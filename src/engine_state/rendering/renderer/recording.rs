//! An in-memory [`Renderer`] that records what it is asked to do.

use std::collections::BTreeMap;

use log::{trace, warn};

use super::{DrawCommand, GpuHandle, RenderError, Renderer};

/// The uploaded contents of one recorded resource.
#[derive(Clone, Debug, Default, PartialEq, Eq)]
pub struct RecordedResource {
    /// Raw vertex bytes
    pub vertex_bytes: Vec<u8>,
    /// Raw index bytes
    pub index_bytes: Vec<u8>,
}

/// A renderer that keeps resources in memory and logs draw calls instead of drawing.
///
/// Failures can be switched on to exercise the error paths of its callers.
#[derive(Debug, Default)]
pub struct RecordingRenderer {
    /// Next handle value to hand out
    next_handle: u32,
    /// Resources that have been created and not yet released
    resources: BTreeMap<GpuHandle, RecordedResource>,
    /// Every draw call issued, in order
    draws: Vec<DrawCommand>,
    /// Total resources ever created
    created: usize,
    /// When set, `create_gpu_resource` fails
    fail_creation: bool,
    /// When set, `upload_index_data` fails
    fail_index_upload: bool,
}

impl RecordingRenderer {
    /// Creates a renderer with no resources and no failures armed.
    pub fn new() -> Self {
        Self::default()
    }

    /// Makes every subsequent resource creation fail (or succeed again).
    pub fn set_fail_creation(&mut self, fail: bool) {
        self.fail_creation = fail;
    }

    /// Makes every subsequent index upload fail (or succeed again).
    pub fn set_fail_index_upload(&mut self, fail: bool) {
        self.fail_index_upload = fail;
    }

    /// The number of resources currently alive.
    pub fn live_resources(&self) -> usize {
        self.resources.len()
    }

    /// The number of resources created over the renderer's lifetime.
    pub fn created_resources(&self) -> usize {
        self.created
    }

    /// The contents of a live resource.
    pub fn resource(&self, handle: GpuHandle) -> Option<&RecordedResource> {
        self.resources.get(&handle)
    }

    /// All draw calls issued so far.
    pub fn draw_calls(&self) -> &[DrawCommand] {
        &self.draws
    }

    /// Returns and forgets the draw calls issued so far, as at the end of a frame.
    pub fn take_draw_calls(&mut self) -> Vec<DrawCommand> {
        std::mem::take(&mut self.draws)
    }

    fn resource_mut(&mut self, handle: GpuHandle) -> Result<&mut RecordedResource, RenderError> {
        self.resources
            .get_mut(&handle)
            .ok_or(RenderError::UnknownHandle(handle))
    }
}

impl Renderer for RecordingRenderer {
    fn create_gpu_resource(&mut self) -> Result<GpuHandle, RenderError> {
        if self.fail_creation {
            return Err(RenderError::ResourceCreation(
                "creation disabled on this renderer".to_string(),
            ));
        }
        let handle = GpuHandle(self.next_handle);
        self.next_handle += 1;
        self.created += 1;
        self.resources.insert(handle, RecordedResource::default());
        trace!("Created {handle}");
        Ok(handle)
    }

    fn upload_vertex_data(&mut self, handle: GpuHandle, bytes: &[u8]) -> Result<(), RenderError> {
        self.resource_mut(handle)?.vertex_bytes = bytes.to_vec();
        Ok(())
    }

    fn upload_index_data(&mut self, handle: GpuHandle, bytes: &[u8]) -> Result<(), RenderError> {
        if self.fail_index_upload {
            return Err(RenderError::Upload {
                handle,
                reason: "index uploads disabled on this renderer".to_string(),
            });
        }
        self.resource_mut(handle)?.index_bytes = bytes.to_vec();
        Ok(())
    }

    fn release_gpu_resource(&mut self, handle: GpuHandle) {
        if self.resources.remove(&handle).is_some() {
            trace!("Released {handle}");
        }
    }

    fn issue_draw_call(&mut self, handle: GpuHandle, index_count: u32) {
        if !self.resources.contains_key(&handle) {
            warn!("Draw call for released resource {handle} ignored");
            return;
        }
        self.draws.push(DrawCommand {
            handle,
            index_count,
        });
    }
}
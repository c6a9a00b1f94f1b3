//! # Block Side Module
//!
//! This module defines the six faces of a voxel block and the geometry attached to
//! each of them: which neighbor a face looks at, its outward normal, and the corners
//! of the quad that represents it.

use cgmath::Vector3;

/// Corner offsets are multiples of this half-extent around the cell center.
pub const HALF_EXTENT: f32 = 0.5;

/// Texture coordinates shared by every quad, in corner order.
///
/// The full 0-1 texture range maps exactly once onto each face.
pub const QUAD_UVS: [[f32; 2]; 4] = [[0.0, 0.0], [1.0, 0.0], [1.0, 1.0], [0.0, 1.0]];

/// Local indices of the two triangles of a quad, counter-clockwise seen from outside.
pub const QUAD_INDICES: [u32; 6] = [0, 1, 2, 0, 2, 3];

/// Represents the six possible faces of a voxel block.
///
/// The discriminants give the order in which the mesher tests neighbors:
/// [NORTH, SOUTH, EAST, WEST, TOP, BOTTOM]
#[derive(PartialEq, Eq, Hash, Copy, Clone, Debug)]
pub enum BlockSide {
    /// The north face (facing negative Z)
    North = 0,

    /// The south face (facing positive Z)
    South = 1,

    /// The east face (facing positive X)
    East = 2,

    /// The west face (facing negative X)
    West = 3,

    /// The top face (facing positive Y)
    Top = 4,

    /// The bottom face (facing negative Y)
    Bottom = 5,
}

impl BlockSide {
    /// Returns an array containing all six block faces in a consistent order.
    ///
    /// The order is: [NORTH, SOUTH, EAST, WEST, TOP, BOTTOM]
    pub fn all() -> [BlockSide; 6] {
        [
            BlockSide::North,
            BlockSide::South,
            BlockSide::East,
            BlockSide::West,
            BlockSide::Top,
            BlockSide::Bottom,
        ]
    }

    /// The step from a cell to the neighbor this face looks at.
    pub fn offset(self) -> Vector3<i32> {
        match self {
            BlockSide::North => Vector3::new(0, 0, -1),
            BlockSide::South => Vector3::new(0, 0, 1),
            BlockSide::East => Vector3::new(1, 0, 0),
            BlockSide::West => Vector3::new(-1, 0, 0),
            BlockSide::Top => Vector3::new(0, 1, 0),
            BlockSide::Bottom => Vector3::new(0, -1, 0),
        }
    }

    /// The outward unit normal of this face.
    pub fn normal(self) -> Vector3<f32> {
        let step = self.offset();
        Vector3::new(step.x as f32, step.y as f32, step.z as f32)
    }

    /// Returns the four corners of this face relative to the cell center.
    ///
    /// The corners are ordered counter-clockwise when the face is viewed from outside
    /// the block, so `QUAD_INDICES` yields two triangles whose winding agrees with
    /// `normal()`. Each corner lines up with the matching entry of `QUAD_UVS`.
    ///
    /// # Returns
    /// An array of four `[x, y, z]` offsets, each component being `±HALF_EXTENT`.
    pub fn corners(self) -> [[f32; 3]; 4] {
        const P: f32 = HALF_EXTENT;
        const N: f32 = -HALF_EXTENT;
        match self {
            BlockSide::North => [[P, N, N], [N, N, N], [N, P, N], [P, P, N]],
            BlockSide::South => [[N, N, P], [P, N, P], [P, P, P], [N, P, P]],
            BlockSide::East => [[P, N, P], [P, N, N], [P, P, N], [P, P, P]],
            BlockSide::West => [[N, N, N], [N, N, P], [N, P, P], [N, P, N]],
            BlockSide::Top => [[N, P, P], [P, P, P], [P, P, N], [N, P, N]],
            BlockSide::Bottom => [[N, N, N], [P, N, N], [P, N, P], [N, N, P]],
        }
    }
}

━━━━━━━━━━

— Requirement —
Return every line from the entries above that contains the word "faces".

— Written solution —
//! This module defines the six faces of a voxel block and the geometry attached to
/// Represents the six possible faces of a voxel block.
    /// Returns an array containing all six block faces in a consistent order.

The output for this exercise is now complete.